Start of DATASET EXTRACT

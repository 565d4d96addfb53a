//! Fuzz test for order extraction
//!
//! Arbitrary utterance text must always yield an extraction, and the
//! delivery time must be a valid instant.
//!
//! Run with: cargo +nightly fuzz run extractor_fuzz -- -max_total_time=60

#![no_main]

use chrono::{FixedOffset, TimeZone};
use libfuzzer_sys::fuzz_target;
use voxorder_core::extract_order;

fuzz_target!(|data: &[u8]| {
    let Ok(text) = std::str::from_utf8(data) else {
        return;
    };
    let Some(offset) = FixedOffset::east_opt(0) else {
        return;
    };
    let Some(now) = offset.with_ymd_and_hms(2026, 10, 16, 9, 0, 0).single() else {
        return;
    };

    let order = extract_order(text, now);

    if let Some(raw) = &order.raw_time_expression {
        assert_eq!(raw, &raw.to_lowercase());
    }
    // Delivery is always today in the delivery zone.
    let delivered = order.delivery_time.with_timezone(&offset).date_naive();
    assert_eq!(delivered, now.date_naive());
    assert_eq!(order.is_complete(), order.missing_fields().is_empty());
});
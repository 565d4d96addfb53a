//! VOXORDER Test Utilities
//!
//! Shared test infrastructure for the VOXORDER workspace:
//! - Mock directories and stores with failure injection
//! - Callback payload builder and signing helpers
//! - Proptest generators for transcripts and user ids
//! - Custom assertions for pipeline outcomes

use std::sync::atomic::{AtomicUsize, Ordering};
use std::sync::Arc;

use async_trait::async_trait;
use serde_json::{json, Map, Value};

// Re-export core types for convenience
pub use voxorder_core::{
    CallbackPipeline, CommitError, CommittedCallback, DirectoryError, ExtractedOrder, FixedClock,
    InMemoryOrderStore, InMemoryUserDirectory, NewOrder, OrderRecord, OrderStore, PayloadError,
    PipelineError, PipelineOutcome, StoreError, Timestamp, UserDirectory, UserRecord, VoxResult,
    WebhookVerifier, POST_CALL_TRANSCRIPTION,
};

/// Secret shared by fixtures and the payload builder.
pub const TEST_SECRET: &str = "whsec_test_secret";

/// User id the default fixtures seed and reference.
pub const TEST_USER_ID: &str = "3f2c9a4e-0d1b-4c7a-9e8f-1a2b3c4d5e6f";

// ============================================================================
// MOCK BACKENDS
// ============================================================================

/// Order store that records inserts in memory and counts attempts.
#[derive(Debug, Clone, Default)]
pub struct RecordingOrderStore {
    inner: InMemoryOrderStore,
    attempts: Arc<AtomicUsize>,
}

impl RecordingOrderStore {
    pub fn new() -> Self {
        Self::default()
    }

    /// Insert calls seen, successful or not.
    pub fn attempts(&self) -> usize {
        self.attempts.load(Ordering::SeqCst)
    }

    pub fn records(&self) -> Result<Vec<OrderRecord>, StoreError> {
        self.inner.records()
    }
}

#[async_trait]
impl OrderStore for RecordingOrderStore {
    async fn insert(&self, order: NewOrder) -> Result<OrderRecord, StoreError> {
        self.attempts.fetch_add(1, Ordering::SeqCst);
        self.inner.insert(order).await
    }
}

/// Order store whose every write and health check fails.
#[derive(Debug, Clone)]
pub struct FailingOrderStore {
    reason: String,
    attempts: Arc<AtomicUsize>,
}

impl FailingOrderStore {
    pub fn new(reason: impl Into<String>) -> Self {
        Self {
            reason: reason.into(),
            attempts: Arc::new(AtomicUsize::new(0)),
        }
    }

    pub fn attempts(&self) -> usize {
        self.attempts.load(Ordering::SeqCst)
    }
}

#[async_trait]
impl OrderStore for FailingOrderStore {
    async fn insert(&self, _order: NewOrder) -> Result<OrderRecord, StoreError> {
        self.attempts.fetch_add(1, Ordering::SeqCst);
        Err(StoreError::WriteFailed {
            reason: self.reason.clone(),
        })
    }

    async fn health_check(&self) -> Result<(), StoreError> {
        Err(StoreError::Unavailable {
            reason: self.reason.clone(),
        })
    }
}

/// Directory over a fixed id set that counts lookups.
#[derive(Debug, Clone)]
pub struct CountingUserDirectory {
    inner: InMemoryUserDirectory,
    lookups: Arc<AtomicUsize>,
}

impl CountingUserDirectory {
    pub fn with_users<I, S>(ids: I) -> Self
    where
        I: IntoIterator<Item = S>,
        S: Into<String>,
    {
        Self {
            inner: InMemoryUserDirectory::with_users(ids),
            lookups: Arc::new(AtomicUsize::new(0)),
        }
    }

    pub fn lookups(&self) -> usize {
        self.lookups.load(Ordering::SeqCst)
    }
}

#[async_trait]
impl UserDirectory for CountingUserDirectory {
    async fn find_by_id(&self, user_id: &str) -> Result<Option<UserRecord>, DirectoryError> {
        self.lookups.fetch_add(1, Ordering::SeqCst);
        self.inner.find_by_id(user_id).await
    }
}

/// Directory that cannot be reached.
#[derive(Debug, Clone, Copy, Default)]
pub struct UnavailableUserDirectory;

#[async_trait]
impl UserDirectory for UnavailableUserDirectory {
    async fn find_by_id(&self, _user_id: &str) -> Result<Option<UserRecord>, DirectoryError> {
        Err(DirectoryError::LookupFailed {
            reason: "connection refused".to_string(),
        })
    }
}

// ============================================================================
// PAYLOAD BUILDER
// ============================================================================

/// Where the builder places the user id inside `data`.
#[derive(Debug, Clone, Copy, PartialEq, Eq)]
pub enum UserIdPlacement {
    DynamicVariablesId,
    DynamicVariablesUserId,
    TopLevel,
    InitiationClientData,
    ClientData,
}

/// Builds callback bodies in the provider's wire shape.
#[derive(Debug, Clone)]
pub struct CallbackPayloadBuilder {
    event_type: Option<String>,
    conversation_id: Option<String>,
    transcript: Option<Vec<(String, String)>>,
    user: Option<(UserIdPlacement, Value)>,
}

impl Default for CallbackPayloadBuilder {
    fn default() -> Self {
        Self {
            event_type: Some(POST_CALL_TRANSCRIPTION.to_string()),
            conversation_id: Some("conv_test".to_string()),
            transcript: Some(Vec::new()),
            user: Some((UserIdPlacement::DynamicVariablesId, Value::from(TEST_USER_ID))),
        }
    }
}

impl CallbackPayloadBuilder {
    /// A transcription callback for [`TEST_USER_ID`] with an empty transcript.
    pub fn transcription() -> Self {
        Self::default()
    }

    pub fn event_type(mut self, event_type: impl Into<String>) -> Self {
        self.event_type = Some(event_type.into());
        self
    }

    pub fn without_event_type(mut self) -> Self {
        self.event_type = None;
        self
    }

    pub fn conversation_id(mut self, id: impl Into<String>) -> Self {
        self.conversation_id = Some(id.into());
        self
    }

    pub fn agent_says(self, message: impl Into<String>) -> Self {
        self.turn("agent", message)
    }

    pub fn user_says(self, message: impl Into<String>) -> Self {
        self.turn("user", message)
    }

    fn turn(mut self, role: &str, message: impl Into<String>) -> Self {
        self.transcript
            .get_or_insert_with(Vec::new)
            .push((role.to_string(), message.into()));
        self
    }

    pub fn without_transcript(mut self) -> Self {
        self.transcript = None;
        self
    }

    pub fn user_id(mut self, id: impl Into<String>) -> Self {
        let placement = self
            .user
            .as_ref()
            .map(|(placement, _)| *placement)
            .unwrap_or(UserIdPlacement::DynamicVariablesId);
        self.user = Some((placement, Value::from(id.into())));
        self
    }

    pub fn user_id_at(mut self, placement: UserIdPlacement, id: impl Into<String>) -> Self {
        self.user = Some((placement, Value::from(id.into())));
        self
    }

    pub fn without_user(mut self) -> Self {
        self.user = None;
        self
    }

    pub fn build(&self) -> Value {
        let mut data = Map::new();
        if let Some(id) = &self.conversation_id {
            data.insert("conversation_id".to_string(), Value::from(id.as_str()));
        }
        if let Some(turns) = &self.transcript {
            let turns: Vec<Value> = turns
                .iter()
                .map(|(role, message)| json!({"role": role, "message": message}))
                .collect();
            data.insert("transcript".to_string(), Value::Array(turns));
        }
        if let Some((placement, id)) = &self.user {
            place_user_id(&mut data, *placement, id.clone());
        }

        let mut root = Map::new();
        if let Some(event_type) = &self.event_type {
            root.insert("type".to_string(), Value::from(event_type.as_str()));
        }
        root.insert("data".to_string(), Value::Object(data));
        Value::Object(root)
    }

    /// Serialized body bytes.
    pub fn body(&self) -> Vec<u8> {
        self.build().to_string().into_bytes()
    }
}

fn place_user_id(data: &mut Map<String, Value>, placement: UserIdPlacement, id: Value) {
    let (path, key): (&[&str], &str) = match placement {
        UserIdPlacement::DynamicVariablesId => {
            (&["conversation_initiation_client_data", "dynamic_variables"], "id")
        }
        UserIdPlacement::DynamicVariablesUserId => {
            (&["conversation_initiation_client_data", "dynamic_variables"], "user_id")
        }
        UserIdPlacement::TopLevel => (&[], "user_id"),
        UserIdPlacement::InitiationClientData => {
            (&["conversation_initiation_client_data"], "user_id")
        }
        UserIdPlacement::ClientData => (&["client_data"], "user_id"),
    };

    let mut node = data;
    for segment in path {
        let entry = node
            .entry(segment.to_string())
            .or_insert_with(|| Value::Object(Map::new()));
        if !entry.is_object() {
            *entry = Value::Object(Map::new());
        }
        let Value::Object(next) = entry else {
            return;
        };
        node = next;
    }
    node.insert(key.to_string(), id);
}

/// Hex HMAC-SHA256 of `body` under `secret`.
pub fn sign_body(secret: &str, body: &[u8]) -> String {
    test_verifier_with(secret).sign(body).unwrap_or_default()
}

// ============================================================================
// FIXTURES
// ============================================================================

pub mod fixtures {
    //! Pre-built instances for common scenarios.

    use std::sync::Arc;

    use chrono::{TimeZone, Utc};

    use super::*;

    /// 2026-10-16 09:00:00 UTC.
    pub fn test_instant() -> Timestamp {
        Utc.with_ymd_and_hms(2026, 10, 16, 9, 0, 0)
            .single()
            .unwrap_or_else(Utc::now)
    }

    pub fn test_verifier() -> WebhookVerifier {
        super::test_verifier_with(TEST_SECRET)
    }

    /// Pipeline over the given backends, on [`test_instant`] with [`TEST_SECRET`].
    pub fn test_pipeline(
        directory: Arc<dyn UserDirectory>,
        store: Arc<dyn OrderStore>,
    ) -> CallbackPipeline {
        CallbackPipeline::new(Arc::new(test_verifier()), directory, store)
            .with_clock(Arc::new(FixedClock::new(test_instant())))
    }

    /// Directory knowing only [`TEST_USER_ID`].
    pub fn known_users() -> InMemoryUserDirectory {
        InMemoryUserDirectory::with_users([TEST_USER_ID])
    }
}

fn test_verifier_with(secret: &str) -> WebhookVerifier {
    WebhookVerifier::new(secrecy::SecretString::from(secret.to_string()))
}

// ============================================================================
// PROPTEST GENERATORS
// ============================================================================

pub mod generators {
    //! Proptest strategies for callback content.

    use proptest::prelude::*;

    use super::UserIdPlacement;

    /// Plausible user ids: UUID-shaped or short slugs.
    pub fn arb_user_id() -> impl Strategy<Value = String> {
        prop_oneof![
            "[0-9a-f]{8}-[0-9a-f]{4}-[0-9a-f]{4}-[0-9a-f]{4}-[0-9a-f]{12}",
            "user-[a-z0-9]{1,12}",
        ]
    }

    /// Any id location the resolver understands.
    pub fn arb_user_id_placement() -> impl Strategy<Value = UserIdPlacement> {
        prop_oneof![
            Just(UserIdPlacement::DynamicVariablesId),
            Just(UserIdPlacement::DynamicVariablesUserId),
            Just(UserIdPlacement::TopLevel),
            Just(UserIdPlacement::InitiationClientData),
            Just(UserIdPlacement::ClientData),
        ]
    }

    /// Event types other than the transcription event.
    pub fn arb_ignored_event_type() -> impl Strategy<Value = String> {
        "[a-z_]{1,24}".prop_filter("not the transcription event", |s| {
            s != super::POST_CALL_TRANSCRIPTION
        })
    }

    /// Lowercase words with no pattern keywords.
    pub fn arb_plain_word() -> impl Strategy<Value = String> {
        "[b-df-hj-np-tv-z]{3,8}"
    }

    /// Free-form utterance text, including punctuation and unicode.
    pub fn arb_utterance() -> impl Strategy<Value = String> {
        prop_oneof![
            "\\PC{0,120}",
            prop::collection::vec(arb_plain_word(), 0..12).prop_map(|words| words.join(" ")),
        ]
    }

    /// Spoken times with an explicit meridiem and their 24-hour hour.
    pub fn arb_spoken_time() -> impl Strategy<Value = (String, u32)> {
        (1u32..=12, prop::option::of(0u32..60), prop::bool::ANY).prop_map(|(hour, minute, pm)| {
            let meridiem = if pm { "pm" } else { "am" };
            let spoken = match minute {
                Some(m) => format!("{}:{:02} {}", hour, m, meridiem),
                None => format!("{} {}", hour, meridiem),
            };
            let hour24 = match (hour, pm) {
                (12, false) => 0,
                (12, true) => 12,
                (h, true) => h + 12,
                (h, false) => h,
            };
            (spoken, hour24)
        })
    }
}

// ============================================================================
// CUSTOM ASSERTIONS
// ============================================================================

pub mod assertions {
    //! Assertions on pipeline results.

    use super::*;

    /// Assert that the callback committed and return it.
    #[track_caller]
    pub fn assert_committed(result: VoxResult<PipelineOutcome>) -> CommittedCallback {
        match result {
            Ok(PipelineOutcome::Committed(committed)) => *committed,
            other => panic!("Expected a committed order, got: {:?}", other),
        }
    }

    /// Assert that the callback was ignored with the given event type.
    #[track_caller]
    pub fn assert_ignored(result: &VoxResult<PipelineOutcome>, expected: &str) {
        match result {
            Ok(PipelineOutcome::Ignored { event_type }) => assert_eq!(event_type, expected),
            other => panic!("Expected Ignored({}), got: {:?}", expected, other),
        }
    }

    /// Assert that the commit stage rejected the callback and return why.
    #[track_caller]
    pub fn assert_commit_error(result: VoxResult<PipelineOutcome>) -> CommitError {
        match result {
            Err(PipelineError::Commit { source, .. }) => source,
            other => panic!("Expected a commit error, got: {:?}", other),
        }
    }

    /// Assert that the callback failed authentication.
    #[track_caller]
    pub fn assert_rejected_signature(result: &VoxResult<PipelineOutcome>) {
        match result {
            Err(PipelineError::Authentication(_)) => {}
            other => panic!("Expected an authentication failure, got: {:?}", other),
        }
    }
}
//! Clock capability.
//!
//! Delivery times default to "now", so the current instant is injected
//! rather than read from the system at the point of use.

use chrono::Utc;

use crate::Timestamp;

/// Source of the current instant.
pub trait Clock: Send + Sync {
    fn now(&self) -> Timestamp;
}

/// Wall-clock time.
#[derive(Debug, Clone, Copy, Default)]
pub struct SystemClock;

impl Clock for SystemClock {
    fn now(&self) -> Timestamp {
        Utc::now()
    }
}

/// A clock frozen at one instant.
#[derive(Debug, Clone, Copy)]
pub struct FixedClock {
    instant: Timestamp,
}

impl FixedClock {
    pub fn new(instant: Timestamp) -> Self {
        Self { instant }
    }
}

impl Clock for FixedClock {
    fn now(&self) -> Timestamp {
        self.instant
    }
}
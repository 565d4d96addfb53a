//! Payload Normalizer
//!
//! Parses a verified callback body into a [`CallbackEnvelope`], rejecting
//! structurally invalid bodies and setting aside event types that carry no
//! order (call started/ended and the like).

use serde::Deserialize;
use serde_json::{Map, Value};

use crate::envelope::{CallbackEnvelope, TranscriptTurn, POST_CALL_TRANSCRIPTION};
use crate::error::PayloadError;

/// Result of normalizing a well-formed body.
#[derive(Debug, Clone, PartialEq)]
pub enum NormalizedPayload {
    /// A `post_call_transcription` event ready for extraction.
    Actionable(CallbackEnvelope),
    /// Any other event type. Expected and frequent, not an error.
    Ignored { event_type: String },
}

/// Parse the raw callback body.
pub fn normalize_payload(body: &[u8]) -> Result<NormalizedPayload, PayloadError> {
    let document: Value = serde_json::from_slice(body).map_err(|e| PayloadError::Malformed {
        reason: format!("Invalid JSON: {}", e),
    })?;

    let Value::Object(mut root) = document else {
        return Err(PayloadError::Malformed {
            reason: "payload must be a JSON object".to_string(),
        });
    };

    let event_type = match root.get("type") {
        None | Some(Value::Null) => return Err(PayloadError::MissingEventType),
        Some(Value::String(t)) => t.clone(),
        Some(other) => {
            return Err(PayloadError::Malformed {
                reason: format!("event type must be a string, got {}", json_kind(other)),
            })
        }
    };

    if event_type != POST_CALL_TRANSCRIPTION {
        return Ok(NormalizedPayload::Ignored { event_type });
    }

    let data = match root.remove("data") {
        Some(Value::Object(data)) => data,
        _ => return Err(PayloadError::MissingTranscript),
    };

    let transcript = parse_transcript(&data)?;

    Ok(NormalizedPayload::Actionable(CallbackEnvelope::new(
        event_type,
        string_field(&data, "conversation_id"),
        string_field(&data, "agent_id"),
        transcript,
        data,
    )))
}

fn parse_transcript(data: &Map<String, Value>) -> Result<Vec<TranscriptTurn>, PayloadError> {
    let turns = match data.get("transcript") {
        Some(Value::Array(turns)) if !turns.is_empty() => turns,
        _ => return Err(PayloadError::MissingTranscript),
    };

    turns
        .iter()
        .enumerate()
        .map(|(index, turn)| {
            TranscriptTurn::deserialize(turn).map_err(|e| PayloadError::Malformed {
                reason: format!("transcript[{}]: {}", index, e),
            })
        })
        .collect()
}

fn string_field(data: &Map<String, Value>, key: &str) -> Option<String> {
    data.get(key).and_then(Value::as_str).map(str::to_string)
}

fn json_kind(value: &Value) -> &'static str {
    match value {
        Value::Null => "null",
        Value::Bool(_) => "boolean",
        Value::Number(_) => "number",
        Value::String(_) => "string",
        Value::Array(_) => "array",
        Value::Object(_) => "object",
    }
}
//! Fuzz test for callback payload normalization
//!
//! Feeds arbitrary bytes to the payload parser and user resolver to find
//! panics on hostile JSON.
//!
//! Run with: cargo +nightly fuzz run payload_fuzz -- -max_total_time=60

#![no_main]

use libfuzzer_sys::fuzz_target;
use voxorder_core::{normalize_payload, resolve_user, NormalizedPayload, POST_CALL_TRANSCRIPTION};

fuzz_target!(|data: &[u8]| {
    let Ok(normalized) = normalize_payload(data) else {
        return;
    };

    match normalized {
        NormalizedPayload::Ignored { event_type } => {
            assert_ne!(event_type, POST_CALL_TRANSCRIPTION, "transcription events are never ignored");
        }
        NormalizedPayload::Actionable(envelope) => {
            assert_eq!(envelope.event_type(), POST_CALL_TRANSCRIPTION);

            let user = resolve_user(&envelope);
            if let Some(id) = &user.user_id {
                assert!(!id.trim().is_empty(), "resolved ids are never blank");
                assert!(user.source.is_some());
            }

            // Joined utterances only carry user turns
            let _ = envelope.user_utterances();
        }
    }
});
//! Caching module for repository searches
//!
//! Session-scoped store of successful search results keyed by query.

use crate::query::Query;
use crate::results::SearchResultSet;
use moka::sync::Cache;
use std::sync::Arc;
use std::time::Duration;
use tokio::time::Instant;
use tracing::debug;

/// Default freshness window (5 minutes)
pub const DEFAULT_TTL: Duration = Duration::from_secs(300);

/// A cached search result
#[derive(Debug, Clone)]
pub struct CacheEntry {
    pub query: Query,
    pub payload: Arc<SearchResultSet>,
    pub fetched_at: Instant,
}

impl CacheEntry {
    /// Age exceeds `ttl`
    pub fn is_expired(&self, ttl: Duration) -> bool {
        Instant::now().saturating_duration_since(self.fetched_at) > ttl
    }
}

/// Cache for search results
///
/// Entries older than the TTL read as absent. moka's own time-to-live evicts
/// them physically later on.
pub struct CacheStore {
    cache: Cache<String, CacheEntry>,
    ttl: Duration,
}

impl CacheStore {
    /// Create a new cache with specified TTL
    pub fn new(ttl: Duration, max_capacity: u64) -> Self {
        let cache = Cache::builder()
            .time_to_live(ttl)
            .max_capacity(max_capacity)
            .build();

        Self { cache, ttl }
    }

    /// Get a fresh entry for `query`
    pub fn get(&self, query: &Query) -> Option<CacheEntry> {
        let entry = self.cache.get(&query.cache_key())?;
        if entry.is_expired(self.ttl) {
            debug!("Cache entry for '{}' expired", query);
            return None;
        }
        Some(entry)
    }

    /// Store or overwrite the entry for `query`, stamped now
    pub fn put(&self, query: &Query, payload: Arc<SearchResultSet>) {
        let entry = CacheEntry {
            query: query.clone(),
            payload,
            fetched_at: Instant::now(),
        };
        self.cache.insert(query.cache_key(), entry);
    }

    /// Clear the entire cache
    pub fn clear(&self) {
        self.cache.invalidate_all();
    }

    pub fn ttl(&self) -> Duration {
        self.ttl
    }
}

impl Default for CacheStore {
    fn default() -> Self {
        Self::new(DEFAULT_TTL, 1000)
    }
}

#[cfg(test)]
mod tests {
    use super::*;
    use crate::query::{build, SearchCriteria};
    use crate::results::fixtures::result_set;

    #[tokio::test]
    async fn test_put_then_get() {
        let cache = CacheStore::default();
        let query = build(&SearchCriteria::language("Rust"));
        let payload = Arc::new(result_set(&["tokio", "serde"]));

        cache.put(&query, payload.clone());

        let entry = cache.get(&query).expect("fresh entry");
        assert_eq!(entry.query, query);
        assert_eq!(entry.payload, payload);
    }

    #[tokio::test]
    async fn test_miss_for_unknown_query() {
        let cache = CacheStore::default();
        assert!(cache.get(&build(&SearchCriteria::term("nothing"))).is_none());
    }

    #[tokio::test(start_paused = true)]
    async fn test_entry_expires_after_ttl() {
        let cache = CacheStore::new(Duration::from_secs(300), 100);
        let query = build(&SearchCriteria::language("Go"));
        cache.put(&query, Arc::new(result_set(&["hugo"])));

        tokio::time::advance(Duration::from_secs(300)).await;
        assert!(cache.get(&query).is_some());

        tokio::time::advance(Duration::from_secs(1)).await;
        assert!(cache.get(&query).is_none());
    }

    #[tokio::test(start_paused = true)]
    async fn test_put_overwrites_and_restamps() {
        let cache = CacheStore::new(Duration::from_secs(60), 100);
        let query = build(&SearchCriteria::term("parser"));
        cache.put(&query, Arc::new(result_set(&["nom"])));

        tokio::time::advance(Duration::from_secs(50)).await;
        cache.put(&query, Arc::new(result_set(&["pest", "nom"])));

        tokio::time::advance(Duration::from_secs(50)).await;
        let entry = cache.get(&query).expect("restamped entry");
        assert_eq!(entry.payload.len(), 2);
    }

    #[tokio::test]
    async fn test_clear() {
        let cache = CacheStore::default();
        let query = build(&SearchCriteria::language("Rust"));
        cache.put(&query, Arc::new(result_set(&["tokio"])));

        cache.clear();
        assert!(cache.get(&query).is_none());
    }
}
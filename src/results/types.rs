//! Result type definitions

use chrono::{DateTime, Utc};
use rand::seq::SliceRandom;
use rand::Rng;
use serde::{Deserialize, Serialize};

/// A single repository returned by the provider
#[derive(Debug, Clone, PartialEq, Eq, Serialize, Deserialize)]
pub struct RepositoryItem {
    /// Repository name
    pub name: String,
    /// Owner login
    pub owner: String,
    /// Description
    pub description: Option<String>,
    /// Stargazer count
    pub stars: u64,
    /// Fork count
    pub forks: u64,
    /// Open issue count
    pub open_issues: u64,
    /// Primary language
    pub language: Option<String>,
    /// License name
    pub license: Option<String>,
    /// Last update time
    pub updated_at: DateTime<Utc>,
    /// Canonical repository URL
    pub url: String,
}

impl RepositoryItem {
    /// `owner/name`
    pub fn full_name(&self) -> String {
        format!("{}/{}", self.owner, self.name)
    }
}

/// One page of repository results, sorted by stars descending as returned
#[derive(Debug, Clone, Default, PartialEq, Eq, Serialize, Deserialize)]
pub struct SearchResultSet {
    /// Number of matches the provider reports across all pages
    pub total_count: u64,
    /// Items on this page
    pub items: Vec<RepositoryItem>,
}

impl SearchResultSet {
    pub fn new(total_count: u64, items: Vec<RepositoryItem>) -> Self {
        Self { total_count, items }
    }

    /// No items on the page
    pub fn is_empty(&self) -> bool {
        self.items.is_empty()
    }

    pub fn len(&self) -> usize {
        self.items.len()
    }

    /// Choose one item with the given random source
    pub fn pick_random<R: Rng + ?Sized>(&self, rng: &mut R) -> Option<&RepositoryItem> {
        self.items.choose(rng)
    }

    /// A set holding only `item`, keeping the reported total
    pub fn single(&self, item: RepositoryItem) -> Self {
        Self {
            total_count: self.total_count,
            items: vec![item],
        }
    }
}

#[cfg(test)]
pub(crate) mod fixtures {
    use super::*;
    use chrono::TimeZone;

    pub fn item(owner: &str, name: &str, stars: u64) -> RepositoryItem {
        RepositoryItem {
            name: name.to_string(),
            owner: owner.to_string(),
            description: Some(format!("{} by {}", name, owner)),
            stars,
            forks: stars / 10,
            open_issues: 3,
            language: Some("Rust".to_string()),
            license: Some("MIT License".to_string()),
            updated_at: Utc.with_ymd_and_hms(2024, 5, 1, 12, 0, 0).unwrap(),
            url: format!("https://github.com/{}/{}", owner, name),
        }
    }

    pub fn result_set(names: &[&str]) -> SearchResultSet {
        let items: Vec<_> = names
            .iter()
            .enumerate()
            .map(|(i, name)| item("owner", name, 1000 - i as u64))
            .collect();
        SearchResultSet::new(items.len() as u64, items)
    }
}

#[cfg(test)]
mod tests {
    use super::fixtures::*;
    use super::*;
    use rand::rngs::StdRng;
    use rand::SeedableRng;

    #[test]
    fn test_pick_random_from_empty_set() {
        let set = SearchResultSet::default();
        let mut rng = StdRng::seed_from_u64(7);
        assert!(set.pick_random(&mut rng).is_none());
    }

    #[test]
    fn test_pick_random_is_reproducible() {
        let set = result_set(&["tokio", "serde", "rayon", "clap"]);

        let first = set
            .pick_random(&mut StdRng::seed_from_u64(42))
            .cloned();
        let second = set
            .pick_random(&mut StdRng::seed_from_u64(42))
            .cloned();

        assert!(first.is_some());
        assert_eq!(first, second);
        assert!(set.items.contains(first.as_ref().unwrap()));
    }

    #[test]
    fn test_single_keeps_total() {
        let set = SearchResultSet::new(120, result_set(&["a", "b"]).items);
        let single = set.single(set.items[1].clone());
        assert_eq!(single.total_count, 120);
        assert_eq!(single.len(), 1);
        assert_eq!(single.items[0].name, "b");
    }

    #[test]
    fn test_full_name() {
        assert_eq!(item("rust-lang", "rust", 1).full_name(), "rust-lang/rust");
    }
}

End of DATASET EXTRACT

## EXERCISE DESCRIPTION
All that belongs in your answer is the stretch of entries above from the line with "pub fn full_name(&self)" through the line with "on this page", printed exactly.

## PROBLEM SOLUTION
    pub fn full_name(&self) -> String {
        format!("{}/{}", self.owner, self.name)
    }
}

/// One page of repository results, sorted by stars descending as returned
#[derive(Debug, Clone, Default, PartialEq, Eq, Serialize, Deserialize)]
pub struct SearchResultSet {
    /// Number of matches the provider reports across all pages
    pub total_count: u64,
    /// Items on this page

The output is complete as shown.